On April 29, the New Hampshire House rejected CACR 9, the proposed state constitutional amendment that would have changed the Governor’s term from 2 years to 4 years. The proposal had passed the Senate 25-4. It needed two-thirds in each House. Although it got more “yes” votes than “no” votes in the House, it didn’t get two-thirds in the House. If it had passed the House, then it would have been on the November 2010 ballot as a question for the voters.
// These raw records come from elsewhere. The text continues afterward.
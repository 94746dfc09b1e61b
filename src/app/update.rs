use anyhow::Result;
use crossterm::event::{self, Event, KeyCode, KeyEvent, KeyEventKind};
use ratatui::Terminal;
use ratatui::backend::CrosstermBackend;
use std::time::Duration;

use crate::app::keymap::KeyAction;
use crate::app::{AppState, InputMode, ModalState};
use crate::source::ListMode;
use crate::ui;

/// Whether the event loop should keep running after a key.
#[derive(Copy, Clone, Debug, PartialEq, Eq)]
pub enum Flow {
    Continue,
    Quit,
}

pub fn run_app(terminal: &mut Terminal<CrosstermBackend<std::io::Stdout>>, mut app: AppState) -> Result<()> {
    app.controller.refresh();

    loop {
        app.sync();
        terminal.draw(|f| {
            ui::render(f, &mut app);
        })?;
        if let Some(pos) = app.last_visible.take() {
            app.controller.will_display_row(pos.section, pos.row);
        }

        if event::poll(Duration::from_millis(100))? {
            if let Event::Key(key) = event::read()? {
                if key.kind == KeyEventKind::Press && handle_key(&mut app, key) == Flow::Quit {
                    break;
                }
            }
        }
    }
    Ok(())
}

/// Apply one key press to the application state.
pub fn handle_key(app: &mut AppState, key: KeyEvent) -> Flow {
    match app.input_mode {
        InputMode::Normal => handle_normal(app, key),
        InputMode::Search => {
            handle_search(app, key);
            Flow::Continue
        }
        InputMode::Modal => {
            handle_modal(app, key);
            Flow::Continue
        }
    }
}

fn handle_normal(app: &mut AppState, key: KeyEvent) -> Flow {
    let Some(action) = app.keymap.resolve(&key) else {
        return Flow::Continue;
    };
    match action {
        KeyAction::Quit => return Flow::Quit,
        KeyAction::StartSearch => {
            app.controller.begin_search();
            app.input_mode = InputMode::Search;
        }
        KeyAction::CancelSearch => {
            if app.controller.search().session_open {
                close_search(app);
            }
        }
        KeyAction::Refresh => {
            app.last_error = None;
            app.selected = 0;
            app.controller.refresh();
        }
        KeyAction::ToggleScope => toggle_scope(app),
        KeyAction::CycleMode => {
            let next = match app.controller.mode() {
                ListMode::All => ListMode::Friends,
                ListMode::Friends => ListMode::Disabled,
                ListMode::Disabled => ListMode::All,
            };
            app.selected = 0;
            app.controller.set_mode(next);
        }
        KeyAction::OpenHelp => {
            app.modal = Some(ModalState::Help { scroll: 0 });
            app.input_mode = InputMode::Modal;
        }
        KeyAction::Select => {
            if let Some(pos) = app.selected_position() {
                app.controller.on_row_selected(pos.section, pos.row);
            }
        }
        KeyAction::MoveUp => move_selection(app, -1),
        KeyAction::MoveDown => move_selection(app, 1),
        KeyAction::PageUp => move_selection(app, -(app.rows_per_page as isize)),
        KeyAction::PageDown => move_selection(app, app.rows_per_page as isize),
        KeyAction::Top => app.selected = 0,
        KeyAction::Bottom => app.selected = app.positions().len().saturating_sub(1),
        KeyAction::Ignore => {}
    }
    Flow::Continue
}

fn handle_search(app: &mut AppState, key: KeyEvent) {
    match key.code {
        KeyCode::Esc => close_search(app),
        // Keep the results and go back to navigating them.
        KeyCode::Enter => app.input_mode = InputMode::Normal,
        KeyCode::Tab => toggle_scope(app),
        KeyCode::Up => move_selection(app, -1),
        KeyCode::Down => move_selection(app, 1),
        KeyCode::Backspace => {
            app.search_input.pop();
            update_query(app);
        }
        KeyCode::Char(c) => {
            app.search_input.push(c);
            update_query(app);
        }
        _ => {}
    }
}

fn handle_modal(app: &mut AppState, key: KeyEvent) {
    if let Some(ModalState::Help { scroll }) = &mut app.modal {
        match key.code {
            KeyCode::Down | KeyCode::Char('j') => {
                *scroll = scroll.saturating_add(1);
                return;
            }
            KeyCode::Up | KeyCode::Char('k') => {
                *scroll = scroll.saturating_sub(1);
                return;
            }
            _ => {}
        }
    }
    if matches!(key.code, KeyCode::Esc | KeyCode::Enter | KeyCode::Char('q')) {
        app.modal = None;
        app.input_mode = InputMode::Normal;
    }
}

fn update_query(app: &mut AppState) {
    app.selected = 0;
    let query = app.search_input.clone();
    app.controller.set_search_query(&query);
}

fn close_search(app: &mut AppState) {
    app.search_input.clear();
    app.selected = 0;
    app.controller.end_search();
    app.input_mode = InputMode::Normal;
}

fn toggle_scope(app: &mut AppState) {
    let scope = app.controller.search().scope.toggled();
    app.controller.begin_search();
    app.selected = 0;
    app.controller.set_scope(scope);
}

fn move_selection(app: &mut AppState, delta: isize) {
    let len = app.positions().len();
    if len == 0 {
        app.selected = 0;
        return;
    }
    let next = app.selected as isize + delta;
    app.selected = next.clamp(0, len as isize - 1) as usize;
}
New Hampshire and Vermont are the only states with gubernatorial terms of two years. Back in the 1930’s, two-year gubernatorial terms existed in Arizona, Arkansas, Iowa, Maine, Massachusetts, Michigan, Minnesota, Nebraska, New Hampshire, New Mexico, New York, North Dakota, Ohio, Rhode Island, South Dakota, Tennessee, Texas, Vermont, and Wisconsin. Also New Jersey back then had 3-year gubernatorial terms. Thanks to Rich Tomasso for this news.


Comments

New Hampshire House Rejects Amendment to Change Gubernatorial Terms from 2 Years to 4 Years — No Comments

  1. Longer terms = more and more S-T-A-T-I-S-M and monarchy machinations.

    Early on in CT, terms of legislators was 6 MONTHS — elections in May and Nov.

    Ongoing ROT — just as in the rise and fall of the Roman Republic.

  2. Good for you, New Hampshire! Every two years will keep them honest! (I hope!)